• _Brief_: Go through the records below line by line, counting those that contain the word "label"; answer with the count only.

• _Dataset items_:
☆ ☆ ☆ ☆ ☆

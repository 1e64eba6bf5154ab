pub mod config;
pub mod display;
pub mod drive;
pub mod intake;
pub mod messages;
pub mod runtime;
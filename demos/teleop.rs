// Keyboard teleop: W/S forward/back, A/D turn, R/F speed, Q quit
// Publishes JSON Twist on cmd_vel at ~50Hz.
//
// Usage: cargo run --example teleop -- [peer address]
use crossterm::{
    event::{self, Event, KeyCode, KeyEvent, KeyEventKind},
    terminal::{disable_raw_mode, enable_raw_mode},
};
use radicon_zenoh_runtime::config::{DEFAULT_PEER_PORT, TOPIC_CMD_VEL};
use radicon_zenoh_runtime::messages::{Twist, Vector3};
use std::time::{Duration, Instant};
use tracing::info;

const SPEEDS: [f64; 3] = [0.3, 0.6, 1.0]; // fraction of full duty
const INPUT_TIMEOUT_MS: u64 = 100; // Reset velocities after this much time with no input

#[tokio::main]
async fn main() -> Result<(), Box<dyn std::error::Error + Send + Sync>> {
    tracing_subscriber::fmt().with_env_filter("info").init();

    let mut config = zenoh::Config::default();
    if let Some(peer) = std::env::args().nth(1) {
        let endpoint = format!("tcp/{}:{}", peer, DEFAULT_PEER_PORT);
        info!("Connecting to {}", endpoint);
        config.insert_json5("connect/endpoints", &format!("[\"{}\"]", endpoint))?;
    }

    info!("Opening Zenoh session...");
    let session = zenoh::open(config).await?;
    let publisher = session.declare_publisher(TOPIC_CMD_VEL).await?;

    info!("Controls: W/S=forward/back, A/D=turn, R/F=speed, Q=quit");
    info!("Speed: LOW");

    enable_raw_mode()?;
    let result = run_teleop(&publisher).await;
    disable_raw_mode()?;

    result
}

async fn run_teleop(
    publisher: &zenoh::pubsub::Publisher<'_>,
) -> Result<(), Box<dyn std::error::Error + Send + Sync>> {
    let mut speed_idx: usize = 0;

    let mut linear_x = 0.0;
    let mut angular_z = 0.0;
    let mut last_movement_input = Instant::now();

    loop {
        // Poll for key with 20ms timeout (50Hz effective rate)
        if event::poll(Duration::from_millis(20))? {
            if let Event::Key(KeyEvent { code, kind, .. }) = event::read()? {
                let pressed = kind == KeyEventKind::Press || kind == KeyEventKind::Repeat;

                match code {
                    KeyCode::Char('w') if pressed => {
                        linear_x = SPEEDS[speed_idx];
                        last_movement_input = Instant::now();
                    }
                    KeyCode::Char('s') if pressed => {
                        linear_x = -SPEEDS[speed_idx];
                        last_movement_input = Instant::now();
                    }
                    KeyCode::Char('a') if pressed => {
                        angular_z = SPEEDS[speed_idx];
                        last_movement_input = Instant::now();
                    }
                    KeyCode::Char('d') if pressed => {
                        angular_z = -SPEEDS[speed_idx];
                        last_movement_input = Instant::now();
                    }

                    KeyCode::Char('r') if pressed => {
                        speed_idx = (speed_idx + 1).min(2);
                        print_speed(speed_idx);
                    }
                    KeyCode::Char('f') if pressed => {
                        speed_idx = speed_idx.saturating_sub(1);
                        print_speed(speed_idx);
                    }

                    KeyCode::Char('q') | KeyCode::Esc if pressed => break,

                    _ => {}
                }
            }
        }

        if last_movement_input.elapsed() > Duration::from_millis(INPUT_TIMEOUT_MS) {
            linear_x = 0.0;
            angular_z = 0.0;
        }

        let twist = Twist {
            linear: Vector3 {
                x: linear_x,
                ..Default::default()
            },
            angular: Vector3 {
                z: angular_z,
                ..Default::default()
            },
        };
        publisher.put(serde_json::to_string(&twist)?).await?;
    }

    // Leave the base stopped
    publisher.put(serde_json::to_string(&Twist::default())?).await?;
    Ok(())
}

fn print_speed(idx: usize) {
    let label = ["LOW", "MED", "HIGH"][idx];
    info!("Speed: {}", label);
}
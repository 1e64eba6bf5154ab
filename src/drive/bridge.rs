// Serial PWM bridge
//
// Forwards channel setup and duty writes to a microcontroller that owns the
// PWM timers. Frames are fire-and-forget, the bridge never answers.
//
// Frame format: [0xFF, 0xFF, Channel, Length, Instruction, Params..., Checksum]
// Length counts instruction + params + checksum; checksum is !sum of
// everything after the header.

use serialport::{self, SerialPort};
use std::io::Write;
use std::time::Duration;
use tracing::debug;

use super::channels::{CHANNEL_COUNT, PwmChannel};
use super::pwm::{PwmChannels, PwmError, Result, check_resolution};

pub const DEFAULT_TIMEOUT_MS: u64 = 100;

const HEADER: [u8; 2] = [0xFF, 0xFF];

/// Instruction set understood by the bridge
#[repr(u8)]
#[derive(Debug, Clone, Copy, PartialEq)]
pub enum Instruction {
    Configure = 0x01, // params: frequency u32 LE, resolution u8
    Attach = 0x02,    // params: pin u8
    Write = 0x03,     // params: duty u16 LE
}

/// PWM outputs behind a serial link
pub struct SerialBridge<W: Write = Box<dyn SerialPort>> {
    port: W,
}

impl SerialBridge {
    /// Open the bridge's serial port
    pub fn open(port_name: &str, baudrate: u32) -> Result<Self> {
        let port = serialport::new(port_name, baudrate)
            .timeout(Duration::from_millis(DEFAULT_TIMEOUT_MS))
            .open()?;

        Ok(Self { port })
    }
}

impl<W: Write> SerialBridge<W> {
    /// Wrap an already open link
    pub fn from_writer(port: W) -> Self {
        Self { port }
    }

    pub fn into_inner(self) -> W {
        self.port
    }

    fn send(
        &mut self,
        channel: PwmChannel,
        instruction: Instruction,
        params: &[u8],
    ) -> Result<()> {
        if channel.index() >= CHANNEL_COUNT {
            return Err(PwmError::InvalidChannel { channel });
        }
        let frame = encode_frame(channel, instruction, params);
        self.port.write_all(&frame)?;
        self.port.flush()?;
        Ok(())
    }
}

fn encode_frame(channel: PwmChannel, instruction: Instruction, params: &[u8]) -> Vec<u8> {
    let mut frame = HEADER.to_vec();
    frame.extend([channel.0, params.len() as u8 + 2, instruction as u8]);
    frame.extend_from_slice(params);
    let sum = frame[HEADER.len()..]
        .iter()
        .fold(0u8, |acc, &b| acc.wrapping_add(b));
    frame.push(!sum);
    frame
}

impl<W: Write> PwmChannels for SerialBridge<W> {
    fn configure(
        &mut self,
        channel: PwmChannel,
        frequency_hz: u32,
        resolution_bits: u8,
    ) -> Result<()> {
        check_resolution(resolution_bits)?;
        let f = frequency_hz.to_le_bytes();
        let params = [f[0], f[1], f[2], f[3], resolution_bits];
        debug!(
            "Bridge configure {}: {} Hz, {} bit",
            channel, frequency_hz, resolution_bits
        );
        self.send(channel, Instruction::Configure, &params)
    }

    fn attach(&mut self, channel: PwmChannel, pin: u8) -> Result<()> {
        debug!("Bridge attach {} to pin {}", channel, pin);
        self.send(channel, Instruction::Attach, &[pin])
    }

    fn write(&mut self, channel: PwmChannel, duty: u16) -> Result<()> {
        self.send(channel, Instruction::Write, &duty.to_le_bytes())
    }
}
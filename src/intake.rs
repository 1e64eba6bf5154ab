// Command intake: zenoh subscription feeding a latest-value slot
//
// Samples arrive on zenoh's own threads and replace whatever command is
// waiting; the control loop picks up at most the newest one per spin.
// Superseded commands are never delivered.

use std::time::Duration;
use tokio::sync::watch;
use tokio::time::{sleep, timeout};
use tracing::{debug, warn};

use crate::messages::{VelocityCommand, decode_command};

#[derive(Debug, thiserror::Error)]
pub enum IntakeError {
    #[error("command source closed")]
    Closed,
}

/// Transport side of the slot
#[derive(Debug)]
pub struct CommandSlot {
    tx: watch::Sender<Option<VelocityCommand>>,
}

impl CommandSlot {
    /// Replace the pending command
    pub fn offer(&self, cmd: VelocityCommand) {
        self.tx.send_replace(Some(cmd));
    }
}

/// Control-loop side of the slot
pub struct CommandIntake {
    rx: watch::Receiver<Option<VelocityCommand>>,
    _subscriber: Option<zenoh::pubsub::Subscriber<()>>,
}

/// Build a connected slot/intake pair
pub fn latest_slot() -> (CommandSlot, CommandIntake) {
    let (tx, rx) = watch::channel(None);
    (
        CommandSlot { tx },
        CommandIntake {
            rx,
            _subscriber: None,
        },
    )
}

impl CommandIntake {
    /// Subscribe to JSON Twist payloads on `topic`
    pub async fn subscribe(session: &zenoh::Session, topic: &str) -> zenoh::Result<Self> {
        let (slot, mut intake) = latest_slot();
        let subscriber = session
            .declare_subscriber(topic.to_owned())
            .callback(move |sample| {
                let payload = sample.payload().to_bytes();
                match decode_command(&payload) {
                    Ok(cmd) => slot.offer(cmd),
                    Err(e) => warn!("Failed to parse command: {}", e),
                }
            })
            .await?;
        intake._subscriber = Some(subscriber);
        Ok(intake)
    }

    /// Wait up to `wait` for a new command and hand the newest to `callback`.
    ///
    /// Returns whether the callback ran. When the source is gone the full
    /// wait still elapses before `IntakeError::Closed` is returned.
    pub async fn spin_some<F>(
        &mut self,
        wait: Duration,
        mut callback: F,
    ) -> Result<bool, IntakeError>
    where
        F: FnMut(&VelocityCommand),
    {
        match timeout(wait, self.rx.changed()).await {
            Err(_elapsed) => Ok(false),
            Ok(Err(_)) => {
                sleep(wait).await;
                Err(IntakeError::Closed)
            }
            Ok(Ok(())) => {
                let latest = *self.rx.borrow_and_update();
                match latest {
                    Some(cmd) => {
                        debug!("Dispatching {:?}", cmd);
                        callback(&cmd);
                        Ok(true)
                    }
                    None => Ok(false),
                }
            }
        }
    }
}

☆ ☆ ☆ ☆ ☆

• _Exercise response_: 2